Reference

This is an update of my previous mapping tutorial. Spatial analysis in R is shifting to terra and sf as the primary packages, so I’ve translated my old, raster-based tutorial to the new workflow. See the RSpatial tutorial for a more detailed introduction/overview of using terra for GIS/spatial analysis.

The following tutorial walks through some common plotting tasks I use for distribution models.

Basemaps

The geodata package provides several convenient functions for downloading raster and vector maps for use as basemaps and spatial analysis. The first time you use these functions, they will download the requested maps from the internet. It will save the data in your working directory, or in a location specified with the path argument. The next time you request the same data, if it finds them in the local directory (or the specified path), they will be loaded from there, saving the time and bandwith necessary to download them.

library(geodata)

## Loading required package: terra

## terra 1.7.29

us <- gadm(country = "USA", level = 1, resolution = 2,
             path = "../data/maps/")
canada <- gadm(country = "CAN", level = 1, resolution = 2,
               path = "../data/maps")
mexico <- gadm(country = "MX", level = 1, resolution = 2,
               path = "../data/maps")

Countries are specified by their ISO code, which you can find by calling the function country_codes().

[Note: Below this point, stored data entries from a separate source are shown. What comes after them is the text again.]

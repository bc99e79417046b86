// Text Processing Service
// Line-ending normalization and paragraph segmentation

/// Characters that mark a chunk as a list item continuing the current paragraph.
pub const LIST_MARKERS: [char; 3] = ['•', '+', '-'];

/// Normalize line endings (CRLF -> LF)
pub fn normalize_line_endings(text: &str) -> String {
    if text.is_empty() {
        return String::new();
    }
    text.replace("\r\n", "\n")
}

fn is_list_chunk(chunk: &str) -> bool {
    chunk.starts_with(&LIST_MARKERS[..])
}

/// Split a document into paragraphs.
///
/// Chunks are separated by blank lines. A chunk starting with a list marker is
/// joined onto the current paragraph with a single line break instead of
/// opening a new one. A hyphen-led ordinary sentence is indistinguishable from
/// a list item here.
pub fn segment_paragraphs(document: &str) -> Vec<String> {
    let normalized = normalize_line_endings(document);

    let chunks = normalized
        .split("\n\n")
        .map(str::trim)
        .filter(|c| !c.is_empty());

    let mut paragraphs = Vec::new();
    let mut current = String::new();

    for chunk in chunks {
        if is_list_chunk(chunk) {
            if !current.is_empty() {
                current.push('\n');
            }
            current.push_str(chunk);
            continue;
        }

        if !current.is_empty() {
            paragraphs.push(std::mem::take(&mut current));
        }
        current.push_str(chunk);
    }

    if !current.is_empty() {
        paragraphs.push(current);
    }

    paragraphs
}

#[cfg(test)]
mod tests {
    use super::*;

    #[test]
    fn test_blank_line_boundary() {
        assert_eq!(segment_paragraphs("A\n\nB"), vec!["A", "B"]);
    }

    #[test]
    fn test_inline_list_stays_in_paragraph() {
        let paras = segment_paragraphs("A\n- item1\n- item2\n\nB");
        assert_eq!(paras, vec!["A\n- item1\n- item2", "B"]);
    }

    #[test]
    fn test_separated_list_items_join_previous_paragraph() {
        let text = "We share data with:\n\n• advertisers\n\n+ partners\n\n- affiliates\n\nContact us.";
        let paras = segment_paragraphs(text);
        assert_eq!(
            paras,
            vec![
                "We share data with:\n• advertisers\n+ partners\n- affiliates",
                "Contact us.",
            ]
        );
    }

    #[test]
    fn test_leading_list_chunk_becomes_first_paragraph() {
        let paras = segment_paragraphs("- first\n\n- second\n\nBody");
        assert_eq!(paras, vec!["- first\n- second", "Body"]);
    }

    #[test]
    fn test_crlf_and_extra_blank_lines() {
        let paras = segment_paragraphs("  A line\r\n\r\n\r\n\r\n  B line  \r\n");
        assert_eq!(paras, vec!["A line", "B line"]);
    }

    #[test]
    fn test_hyphen_led_sentence_is_treated_as_list() {
        let paras = segment_paragraphs("Fees apply.\n\n-5 credits are deducted monthly.");
        assert_eq!(paras.len(), 1);
    }

    #[test]
    fn test_empty_and_whitespace_documents() {
        assert!(segment_paragraphs("").is_empty());
        assert!(segment_paragraphs(" \n\n \n\n\t").is_empty());
    }
}
use clap::Parser;
use policy_scan_lib::services::{load_document, segment_paragraphs, Normalizer};
use serde::Serialize;
use std::path::PathBuf;

/// Dump the paragraphs and token sequences of a policy document.
#[derive(Parser, Debug)]
#[command(name = "segment_policy")]
struct Args {
    /// Input document (.txt, .md, .docx or .pdf)
    path: PathBuf,

    /// Number of paragraphs to print
    #[arg(long, default_value_t = 50)]
    paragraphs: usize,

    /// Write the full dump as JSON
    #[arg(long)]
    out: Option<PathBuf>,
}

#[derive(Serialize)]
#[serde(rename_all = "camelCase")]
struct ParagraphDump {
    index: usize,
    chars: usize,
    text: String,
    tokens: Vec<String>,
}

#[derive(Serialize)]
#[serde(rename_all = "camelCase")]
struct Output {
    file: String,
    extracted_chars: usize,
    extracted_bytes: usize,
    paragraphs: Vec<ParagraphDump>,
}

fn preview(s: &str, max_chars: usize) -> String {
    let mut out: String = s.chars().take(max_chars).collect();
    if s.chars().count() > max_chars {
        out.push_str("...");
    }
    out.replace('\n', " / ")
}

fn main() -> anyhow::Result<()> {
    let args = Args::parse();

    let text = load_document(&args.path)?;
    let normalizer = Normalizer::new();

    let paragraphs: Vec<ParagraphDump> = segment_paragraphs(&text)
        .into_iter()
        .enumerate()
        .map(|(index, p)| ParagraphDump {
            index,
            chars: p.chars().count(),
            tokens: normalizer.normalize(&p),
            text: p,
        })
        .collect();

    println!("File: {}", args.path.display());
    println!("Extracted: {} chars ({} bytes)", text.chars().count(), text.len());
    println!("Paragraphs: {}", paragraphs.len());
    println!();

    for p in paragraphs.iter().take(args.paragraphs) {
        println!(
            "[P{:04}] chars={} tokens={}  {}",
            p.index,
            p.chars,
            p.tokens.len(),
            preview(&p.text, 140)
        );
    }
    if paragraphs.len() > args.paragraphs {
        println!("... ({} more paragraphs)", paragraphs.len() - args.paragraphs);
    }

    if let Some(out_path) = args.out {
        let out = Output {
            file: args.path.display().to_string(),
            extracted_chars: text.chars().count(),
            extracted_bytes: text.len(),
            paragraphs,
        };
        let json = serde_json::to_string_pretty(&out)?;
        std::fs::write(&out_path, json)?;
        println!();
        println!("Wrote JSON: {}", out_path.display());
    }

    Ok(())
}
// Document Loader
// Extracts plain text from .txt/.md, .docx and .pdf inputs

use docx_rs::{DocumentChild, ParagraphChild, RunChild};
use std::path::Path;
use thiserror::Error;
use tracing::info;

#[derive(Error, Debug)]
pub enum DocumentError {
    #[error("I/O error: {0}")]
    Io(#[from] std::io::Error),
    #[error("input is not valid UTF-8: {0}")]
    Encoding(#[from] std::string::FromUtf8Error),
    #[error("failed to read docx: {0}")]
    Docx(String),
    #[error("failed to extract pdf text: {0}")]
    Pdf(String),
    #[error("unsupported file type: {0}")]
    Unsupported(String),
}

#[derive(Debug, Clone, Copy, PartialEq, Eq)]
pub enum DocumentKind {
    PlainText,
    Docx,
    Pdf,
}

impl DocumentKind {
    pub fn from_file_name(file_name: &str) -> Result<Self, DocumentError> {
        let ext = Path::new(file_name)
            .extension()
            .map(|e| e.to_string_lossy().to_ascii_lowercase())
            .unwrap_or_default();
        match ext.as_str() {
            "" | "txt" | "text" | "md" => Ok(DocumentKind::PlainText),
            "docx" => Ok(DocumentKind::Docx),
            "pdf" => Ok(DocumentKind::Pdf),
            other => Err(DocumentError::Unsupported(other.to_string())),
        }
    }
}

/// Extract text from raw file bytes, picking the format from the file name.
pub fn extract_text(file_name: &str, bytes: &[u8]) -> Result<String, DocumentError> {
    let text = match DocumentKind::from_file_name(file_name)? {
        DocumentKind::PlainText => String::from_utf8(bytes.to_vec())?,
        DocumentKind::Docx => extract_docx_text(bytes)?,
        DocumentKind::Pdf => pdf_extract::extract_text_from_mem(bytes)
            .map_err(|e| DocumentError::Pdf(e.to_string()))?,
    };
    info!(file = file_name, bytes = bytes.len(), chars = text.chars().count(), "document.extracted");
    Ok(text)
}

/// Read a document from disk
pub fn load_document(path: &Path) -> Result<String, DocumentError> {
    let bytes = std::fs::read(path)?;
    let file_name = path
        .file_name()
        .map(|s| s.to_string_lossy().to_string())
        .unwrap_or_default();
    extract_text(&file_name, &bytes)
}

/// Word paragraphs are joined with blank lines so each one segments on its own.
fn extract_docx_text(bytes: &[u8]) -> Result<String, DocumentError> {
    let docx = docx_rs::read_docx(bytes).map_err(|e| DocumentError::Docx(e.to_string()))?;

    let mut paragraphs = Vec::new();
    for child in &docx.document.children {
        let DocumentChild::Paragraph(paragraph) = child else {
            continue;
        };
        let mut text = String::new();
        for p_child in &paragraph.children {
            if let ParagraphChild::Run(run) = p_child {
                for r_child in &run.children {
                    match r_child {
                        RunChild::Text(t) => text.push_str(&t.text),
                        RunChild::Tab(_) => text.push('\t'),
                        RunChild::Break(_) => text.push('\n'),
                        _ => {}
                    }
                }
            }
        }
        paragraphs.push(text);
    }

    Ok(paragraphs.join("\n\n"))
}

#[cfg(test)]
mod tests {
    use super::*;

    #[test]
    fn test_kind_from_file_name() {
        assert_eq!(DocumentKind::from_file_name("policy.txt").unwrap(), DocumentKind::PlainText);
        assert_eq!(DocumentKind::from_file_name("POLICY.DOCX").unwrap(), DocumentKind::Docx);
        assert_eq!(DocumentKind::from_file_name("terms.pdf").unwrap(), DocumentKind::Pdf);
        assert_eq!(DocumentKind::from_file_name("README").unwrap(), DocumentKind::PlainText);
        assert!(matches!(
            DocumentKind::from_file_name("sheet.xlsx"),
            Err(DocumentError::Unsupported(ext)) if ext == "xlsx"
        ));
    }

    #[test]
    fn test_plain_text_extraction() {
        let text = extract_text("policy.md", "We collect data.\n\n- cookies".as_bytes()).unwrap();
        assert_eq!(text, "We collect data.\n\n- cookies");
    }

    #[test]
    fn test_invalid_utf8_is_an_error() {
        let err = extract_text("policy.txt", &[0xff, 0xfe, 0x00]).unwrap_err();
        assert!(matches!(err, DocumentError::Encoding(_)));
    }

    #[test]
    fn test_docx_roundtrip() {
        use docx_rs::{Docx, Paragraph, Run};

        let mut buf = std::io::Cursor::new(Vec::new());
        Docx::new()
            .add_paragraph(Paragraph::new().add_run(Run::new().add_text("We collect your data.")))
            .add_paragraph(Paragraph::new().add_run(Run::new().add_text("We respect privacy.")))
            .build()
            .pack(&mut buf)
            .unwrap();

        let text = extract_text("policy.docx", buf.get_ref()).unwrap();
        assert_eq!(text, "We collect your data.\n\nWe respect privacy.");
    }
}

The by default, country_codes() returns a table of countries and the various ISO codes they have, as well as the continents they are in. The query argument lets you filter this table on any value. For example, you can get a table of North American countries with:

country_codes("North America")

or, just their ISO codes with:

country_codes("North America")$ISO3

The other arguments allow you to select, national, subnational, or subprovincial borders (level 1-3), the resolution (high: 1, low: 2), and the path to the directory where you want the maps stored.

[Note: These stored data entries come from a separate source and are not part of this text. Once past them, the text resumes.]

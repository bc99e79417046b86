// Result Page Rendering
// Standalone HTML page with the highlighted document and the problem list

use crate::models::ValidationReport;
use crate::services::detection::highlight::render_text;

/// Render the validation result page.
///
/// A report with problems carries escaped highlight markup in `rendered` and
/// is embedded as-is. Without problems `rendered` is the untouched document,
/// so it is escaped here.
pub fn render_result_page(report: &ValidationReport) -> String {
    let mut html = String::new();
    html.push_str("<!DOCTYPE html>\n<html lang=\"en\">\n<head>\n<meta charset=\"utf-8\">\n");
    html.push_str("<title>Policy Validation Result</title>\n</head>\n<body>\n");
    html.push_str("<h1>Validation Result</h1>\n");

    if report.has_problems() {
        html.push_str(&format!(
            "<p>{} of {} paragraph(s) flagged as problematic.</p>\n",
            report.problems.len(),
            report.paragraphs.len().max(report.problems.len())
        ));
    } else {
        html.push_str("<p>No problematic paragraphs found.</p>\n");
    }

    html.push_str("<div class=\"document\">\n");
    if report.has_problems() {
        html.push_str(&report.rendered);
    } else {
        html.push_str(&render_text(&report.rendered));
    }
    html.push_str("\n</div>\n");

    if report.has_problems() {
        html.push_str("<h2>Problems</h2>\n<ol>\n");
        for problem in &report.problems {
            html.push_str(&format!("<li>{}</li>\n", render_text(problem)));
        }
        html.push_str("</ol>\n");
    }

    html.push_str("</body>\n</html>\n");
    html
}
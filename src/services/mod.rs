// PolicyScan Core Services

pub mod text_processor;
pub mod lexicon;
pub mod normalizer;
pub mod config_store;
pub mod document_loader;
pub mod report;
pub mod detection;

pub use text_processor::*;
pub use normalizer::{normalize, Normalizer};
pub use config_store::*;
pub use document_loader::{extract_text, load_document, DocumentError};
pub use report::render_result_page;

// Re-export detection module items
pub use detection::{
    highlight,
    Classifier,
    EmbeddingAggregator,
    EmbeddingFormat,
    EmbeddingTable,
    FeatureStats,
    Highlighter,
    LinearClassifier,
    ModelError,
    OovPolicy,
    Validator,
    WordVectors,
};
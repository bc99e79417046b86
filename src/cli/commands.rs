// CLI Commands and Arguments
// `validate`, `segment` and `config` subcommands

use clap::{Args, Subcommand, ValueEnum};
use std::path::PathBuf;

use crate::services::EmbeddingFormat;

#[derive(Subcommand, Debug)]
pub enum Commands {
    /// Classify a policy document and highlight problematic paragraphs
    Validate(ValidateArgs),

    /// Print the paragraphs a document is split into
    Segment(SegmentArgs),

    /// Show or initialize the configuration file
    Config(ConfigArgs),
}

#[derive(Args, Debug)]
pub struct ValidateArgs {
    /// Input document (.txt, .md, .docx or .pdf)
    pub file: PathBuf,

    /// Embedding artifact, overrides the configured path
    #[arg(long)]
    pub embeddings: Option<PathBuf>,

    /// Layout of the embedding artifact
    #[arg(long, value_enum)]
    pub embeddings_format: Option<FormatArg>,

    /// Read only the first N embedding vectors
    #[arg(long)]
    pub embeddings_limit: Option<usize>,

    /// Classifier artifact (JSON), overrides the configured path
    #[arg(long)]
    pub classifier: Option<PathBuf>,

    /// Classify paragraphs on this many threads
    #[arg(long)]
    pub workers: Option<usize>,

    /// Write the HTML result page here
    #[arg(long)]
    pub html: Option<PathBuf>,

    /// Write the JSON report here
    #[arg(long)]
    pub json: Option<PathBuf>,
}

#[derive(Args, Debug)]
pub struct SegmentArgs {
    /// Input document (.txt, .md, .docx or .pdf)
    pub file: PathBuf,

    /// Also print the normalized tokens of each paragraph
    #[arg(long)]
    pub tokens: bool,
}

#[derive(Args, Debug)]
pub struct ConfigArgs {
    #[command(subcommand)]
    pub action: ConfigAction,
}

#[derive(Subcommand, Debug)]
pub enum ConfigAction {
    /// Print the effective configuration as JSON
    Show,

    /// Write a default configuration file
    Init {
        /// Overwrite an existing file (a backup is kept)
        #[arg(long)]
        force: bool,
    },
}

#[derive(ValueEnum, Clone, Copy, Debug)]
pub enum FormatArg {
    Binary,
    Text,
}

impl From<FormatArg> for EmbeddingFormat {
    fn from(arg: FormatArg) -> Self {
        match arg {
            FormatArg::Binary => EmbeddingFormat::Binary,
            FormatArg::Text => EmbeddingFormat::Text,
        }
    }
}
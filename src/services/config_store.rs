// Configuration Storage Service
// Handles config file read/write and version backup

use serde::{Deserialize, Serialize};
use std::fs;
use std::path::{Path, PathBuf};

use crate::models::FEATURE_DIM;
use crate::services::detection::{EmbeddingFormat, OovPolicy, DEFAULT_HIGHLIGHT_COLOR};

#[derive(Debug, Clone, Serialize, Deserialize)]
#[serde(rename_all = "camelCase")]
pub struct AppConfig {
    #[serde(default = "default_version")]
    pub version: String,
    #[serde(default)]
    pub model: ModelConfig,
    #[serde(default)]
    pub validation: ValidationConfig,
}

impl Default for AppConfig {
    fn default() -> Self {
        Self {
            version: default_version(),
            model: ModelConfig::default(),
            validation: ValidationConfig::default(),
        }
    }
}

/// Locations of the pretrained artifacts
#[derive(Debug, Clone, Serialize, Deserialize)]
#[serde(rename_all = "camelCase")]
pub struct ModelConfig {
    #[serde(default = "default_embeddings_path")]
    pub embeddings_path: PathBuf,
    #[serde(default)]
    pub embeddings_format: EmbeddingFormat,
    /// Read only the first N vectors of the embedding artifact
    #[serde(default)]
    pub embeddings_limit: Option<usize>,
    #[serde(default = "default_classifier_path")]
    pub classifier_path: PathBuf,
    #[serde(default = "default_dimension")]
    pub dimension: usize,
}

impl Default for ModelConfig {
    fn default() -> Self {
        Self {
            embeddings_path: default_embeddings_path(),
            embeddings_format: EmbeddingFormat::Binary,
            embeddings_limit: None,
            classifier_path: default_classifier_path(),
            dimension: FEATURE_DIM,
        }
    }
}

#[derive(Debug, Clone, Serialize, Deserialize)]
#[serde(rename_all = "camelCase")]
pub struct ValidationConfig {
    #[serde(default)]
    pub oov_policy: OovPolicy,
    #[serde(default)]
    pub random_seed: Option<u64>,
    #[serde(default = "default_highlight_color")]
    pub highlight_color: String,
    /// Worker threads for per-paragraph classification; 1 runs sequentially
    #[serde(default = "default_workers", alias = "parallel")]
    pub workers: usize,
}

impl Default for ValidationConfig {
    fn default() -> Self {
        Self {
            oov_policy: OovPolicy::ZeroFill,
            random_seed: None,
            highlight_color: default_highlight_color(),
            workers: default_workers(),
        }
    }
}

fn default_version() -> String { env!("CARGO_PKG_VERSION").to_string() }
fn default_embeddings_path() -> PathBuf { PathBuf::from("GoogleNews-vectors-negative300.bin") }
fn default_classifier_path() -> PathBuf { PathBuf::from("svm_model.json") }
fn default_dimension() -> usize { FEATURE_DIM }
fn default_highlight_color() -> String { DEFAULT_HIGHLIGHT_COLOR.to_string() }
fn default_workers() -> usize { 1 }

pub struct ConfigStore {
    config_dir: PathBuf,
    config_file: PathBuf,
}

impl ConfigStore {
    pub fn new(config_dir: PathBuf) -> Self {
        let config_file = config_dir.join("config.json");
        Self { config_dir, config_file }
    }

    /// Store backed by an explicit config file path
    pub fn with_file(config_file: PathBuf) -> Self {
        let config_dir = config_file
            .parent()
            .map(Path::to_path_buf)
            .unwrap_or_else(|| PathBuf::from("."));
        Self { config_dir, config_file }
    }

    /// Get default config directory
    pub fn default_config_dir() -> Option<PathBuf> {
        dirs::config_dir().map(|p| p.join("policyscan"))
    }

    pub fn config_file(&self) -> &Path {
        &self.config_file
    }

    /// Ensure config directory exists
    pub fn ensure_dir(&self) -> Result<(), String> {
        fs::create_dir_all(&self.config_dir)
            .map_err(|e| format!("Failed to create config dir: {}", e))
    }

    /// Load configuration from file
    pub fn load(&self) -> Result<AppConfig, String> {
        if !self.config_file.exists() {
            return Ok(AppConfig::default());
        }

        let content = fs::read_to_string(&self.config_file)
            .map_err(|e| format!("Failed to read config: {}", e))?;

        serde_json::from_str(&content)
            .map_err(|e| format!("Failed to parse config: {}", e))
    }

    /// Save configuration to file
    pub fn save(&self, config: &AppConfig) -> Result<(), String> {
        self.ensure_dir()?;

        // Create backup if file exists
        if self.config_file.exists() {
            self.create_backup()?;
        }

        let content = serde_json::to_string_pretty(config)
            .map_err(|e| format!("Failed to serialize config: {}", e))?;

        fs::write(&self.config_file, content)
            .map_err(|e| format!("Failed to write config: {}", e))
    }

    /// Create a backup of current config
    fn create_backup(&self) -> Result<(), String> {
        let backup_dir = self.config_dir.join("backups");
        fs::create_dir_all(&backup_dir)
            .map_err(|e| format!("Failed to create backup dir: {}", e))?;

        let timestamp = chrono::Utc::now().format("%Y%m%d_%H%M%S%3f");
        let backup_file = backup_dir.join(format!("config_{}.json", timestamp));

        fs::copy(&self.config_file, &backup_file)
            .map_err(|e| format!("Failed to create backup: {}", e))?;

        // Keep only last 10 backups
        self.cleanup_old_backups(&backup_dir, 10)?;

        Ok(())
    }

    /// Remove old backups, keeping only the most recent N
    fn cleanup_old_backups(&self, backup_dir: &Path, keep: usize) -> Result<(), String> {
        let mut entries: Vec<_> = fs::read_dir(backup_dir)
            .map_err(|e| format!("Failed to read backup dir: {}", e))?
            .filter_map(|e| e.ok())
            .filter(|e| e.path().extension().map_or(false, |ext| ext == "json"))
            .collect();

        if entries.len() <= keep {
            return Ok(());
        }

        // Oldest first; names carry the timestamp so they sort chronologically
        entries.sort_by_key(|e| e.file_name());

        for entry in entries.iter().take(entries.len() - keep) {
            let _ = fs::remove_file(entry.path());
        }

        Ok(())
    }
}

#[cfg(test)]
mod tests {
    use super::*;

    fn temp_store() -> (ConfigStore, PathBuf) {
        let dir = std::env::temp_dir().join(format!("policyscan_cfg_{}", uuid::Uuid::new_v4()));
        (ConfigStore::new(dir.clone()), dir)
    }

    #[test]
    fn test_default_config() {
        let config = AppConfig::default();
        assert_eq!(config.model.dimension, 300);
        assert_eq!(config.model.embeddings_format, EmbeddingFormat::Binary);
        assert_eq!(config.validation.oov_policy, OovPolicy::ZeroFill);
        assert_eq!(config.validation.highlight_color, "#ff0000");
        assert_eq!(config.validation.workers, 1);
    }

    #[test]
    fn test_partial_config_fills_defaults() {
        let json = r#"{"validation": {"oovPolicy": "random_fill", "randomSeed": 42}}"#;
        let config: AppConfig = serde_json::from_str(json).unwrap();
        assert_eq!(config.validation.oov_policy, OovPolicy::RandomFill);
        assert_eq!(config.validation.random_seed, Some(42));
        assert_eq!(config.validation.highlight_color, "#ff0000");
        assert_eq!(config.model.dimension, 300);
    }

    #[test]
    fn test_workers_accepts_parallel_key() {
        let json = r#"{"validation": {"parallel": 4}}"#;
        let config: AppConfig = serde_json::from_str(json).unwrap();
        assert_eq!(config.validation.workers, 4);

        let json = r#"{"validation": {"workers": 2}}"#;
        let config: AppConfig = serde_json::from_str(json).unwrap();
        assert_eq!(config.validation.workers, 2);
    }

    #[test]
    fn test_missing_file_loads_default() {
        let (store, _dir) = temp_store();
        let config = store.load().unwrap();
        assert_eq!(config.model.classifier_path, PathBuf::from("svm_model.json"));
    }

    #[test]
    fn test_save_load_and_backup() {
        let (store, dir) = temp_store();
        let mut config = AppConfig::default();
        store.save(&config).unwrap();

        config.model.embeddings_format = EmbeddingFormat::Text;
        config.model.embeddings_limit = Some(500_000);
        store.save(&config).unwrap();

        let loaded = store.load().unwrap();
        assert_eq!(loaded.model.embeddings_format, EmbeddingFormat::Text);
        assert_eq!(loaded.model.embeddings_limit, Some(500_000));

        let backups = fs::read_dir(dir.join("backups")).unwrap().count();
        assert_eq!(backups, 1);
        let _ = fs::remove_dir_all(&dir);
    }

    #[test]
    fn test_with_file_uses_parent_dir() {
        let store = ConfigStore::with_file(PathBuf::from("/tmp/policyscan/custom.json"));
        assert_eq!(store.config_file(), Path::new("/tmp/policyscan/custom.json"));
    }
}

These maps can be plotted directly with the plot command. If you want to combine them, use the add = TRUE argument to the second plot call:

plot(us, lwd = 2)
plot(canada, add = TRUE, col = 'red')
plot(mexico, add = TRUE, border = "green")

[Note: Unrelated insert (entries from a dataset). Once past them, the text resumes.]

pub mod models;
pub mod services;
pub mod cli;

use clap::Parser;
use std::fs;
use std::path::{Path, PathBuf};
use std::sync::OnceLock;
use std::time::Instant;
use tracing::info;
use tracing_subscriber::{
    fmt,
    layer::SubscriberExt,
    util::SubscriberInitExt,
    EnvFilter,
};
use tracing_appender::non_blocking::WorkerGuard;
use tracing_appender::rolling;

static PROCESS_START: OnceLock<Instant> = OnceLock::new();
static LOG_GUARD: OnceLock<WorkerGuard> = OnceLock::new();

const LOG_PREFIX: &str = "policyscan_";
const LOGS_TO_KEEP: usize = 30;

fn startup_elapsed_ms() -> u128 {
    PROCESS_START
        .get()
        .map(|t| t.elapsed().as_millis())
        .unwrap_or(0)
}

fn env_truthy(name: &str) -> bool {
    matches!(
        std::env::var(name).as_deref(),
        Ok("1") | Ok("true") | Ok("TRUE")
    )
}

/// Initialize logging system with timestamped log files
pub fn init_logging() {
    let disable_file_log = env_truthy("POLICYSCAN_DISABLE_FILE_LOG");
    let disable_cleanup = env_truthy("POLICYSCAN_DISABLE_LOG_CLEANUP");

    let env_filter = EnvFilter::try_from_default_env().unwrap_or_else(|_| EnvFilter::new("info"));

    if disable_file_log {
        init_console_only_logging(env_filter);
        info!("File logging disabled via POLICYSCAN_DISABLE_FILE_LOG");
        return;
    }

    let logs_dir = match std::env::var("POLICYSCAN_LOG_DIR") {
        Ok(p) if !p.trim().is_empty() => PathBuf::from(p),
        _ => get_logs_dir(),
    };

    if let Err(e) = fs::create_dir_all(&logs_dir) {
        eprintln!("Failed to create logs directory: {}", e);
        init_console_only_logging(env_filter);
        info!("Falling back to console-only logging (log dir not writable)");
        return;
    }

    let timestamp = chrono::Local::now().format("%Y%m%d_%H%M%S");
    let log_filename = format!("{}{}.log", LOG_PREFIX, timestamp);

    // One file per session; writes go through a non-blocking worker.
    let file_appender = rolling::never(&logs_dir, &log_filename);
    let (file_writer, file_guard) = tracing_appender::non_blocking(file_appender);
    let _ = LOG_GUARD.set(file_guard);

    let file_layer = fmt::layer()
        .with_writer(file_writer)
        .with_ansi(false)
        .with_target(true)
        .with_thread_ids(false)
        .with_file(true)
        .with_line_number(true);

    // stdout carries command output, so the console layer writes to stderr
    let console_layer = fmt::layer()
        .with_writer(std::io::stderr)
        .with_ansi(cfg!(debug_assertions))
        .with_target(true);

    let registry = tracing_subscriber::registry().with(env_filter).with(file_layer);
    if cfg!(debug_assertions) {
        registry.with(console_layer).init();
    } else {
        registry.init();
    }

    info!("=== PolicyScan Started ===");
    info!("Log file: {}/{}", logs_dir.display(), log_filename);
    info!("Version: {}", env!("CARGO_PKG_VERSION"));

    if !disable_cleanup {
        std::thread::spawn(move || {
            cleanup_old_logs(&logs_dir, LOGS_TO_KEEP);
        });
    }
}

/// Get the logs directory path
fn get_logs_dir() -> PathBuf {
    #[cfg(debug_assertions)]
    {
        PathBuf::from(env!("CARGO_MANIFEST_DIR")).join("logs")
    }

    #[cfg(not(debug_assertions))]
    {
        if let Some(data_dir) = dirs::data_local_dir() {
            return data_dir.join("policyscan").join("logs");
        }
        PathBuf::from("logs")
    }
}

fn cleanup_old_logs(logs_dir: &Path, keep: usize) {
    let mut entries: Vec<_> = match fs::read_dir(logs_dir) {
        Ok(rd) => rd.filter_map(|e| e.ok()).collect(),
        Err(_) => return,
    };

    entries.retain(|e| {
        let name = e.file_name().to_string_lossy().to_string();
        name.starts_with(LOG_PREFIX) && name.ends_with(".log")
    });

    if entries.len() <= keep {
        return;
    }

    entries.sort_by_key(|e| {
        e.metadata()
            .and_then(|m| m.modified())
            .unwrap_or(std::time::SystemTime::UNIX_EPOCH)
    });

    let remove_count = entries.len().saturating_sub(keep);
    for entry in entries.into_iter().take(remove_count) {
        let _ = fs::remove_file(entry.path());
    }
}

fn init_console_only_logging(env_filter: EnvFilter) {
    let console_layer = fmt::layer()
        .with_writer(std::io::stderr)
        .with_ansi(cfg!(debug_assertions))
        .with_target(true);

    tracing_subscriber::registry()
        .with(env_filter)
        .with(console_layer)
        .init();
}

/// Entry point shared by the `policyscan` binary
pub fn run() -> anyhow::Result<()> {
    PROCESS_START.get_or_init(Instant::now);

    let logging_t0 = Instant::now();
    init_logging();
    info!(
        startup_ms = startup_elapsed_ms(),
        logging_ms = logging_t0.elapsed().as_millis(),
        "logging.initialized"
    );

    let cli = cli::Cli::parse();
    let result = cli.run();

    info!(startup_ms = startup_elapsed_ms(), ok = result.is_ok(), "=== PolicyScan Exited ===");
    result
}

#[cfg(test)]
mod tests {
    use super::*;

    #[test]
    fn test_cleanup_old_logs_keeps_newest() {
        let dir = std::env::temp_dir().join(format!("policyscan_logs_{}", uuid::Uuid::new_v4()));
        fs::create_dir_all(&dir).unwrap();
        for i in 0..5 {
            fs::write(dir.join(format!("{}{}.log", LOG_PREFIX, i)), "x").unwrap();
        }
        fs::write(dir.join("other.log"), "x").unwrap();

        cleanup_old_logs(&dir, 2);

        let remaining: Vec<String> = fs::read_dir(&dir)
            .unwrap()
            .filter_map(|e| e.ok())
            .map(|e| e.file_name().to_string_lossy().to_string())
            .filter(|n| n.starts_with(LOG_PREFIX))
            .collect();
        assert_eq!(remaining.len(), 2);
        assert!(dir.join("other.log").exists());
        let _ = fs::remove_dir_all(&dir);
    }
}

col sets the fill colour, border sets the outline color.

You can also request multiple countries as a single set of polygons, by passing a character vector to the country argument.

NorthAmerica <- gadm(country = country_codes("North America")$ISO3,
                     level = 0, resolution = 2,
                     path = "../data/maps/")

plot(NorthAmerica, xlim = c(-180, -50))

Note that xlim and ylim work as you would expect for plotting.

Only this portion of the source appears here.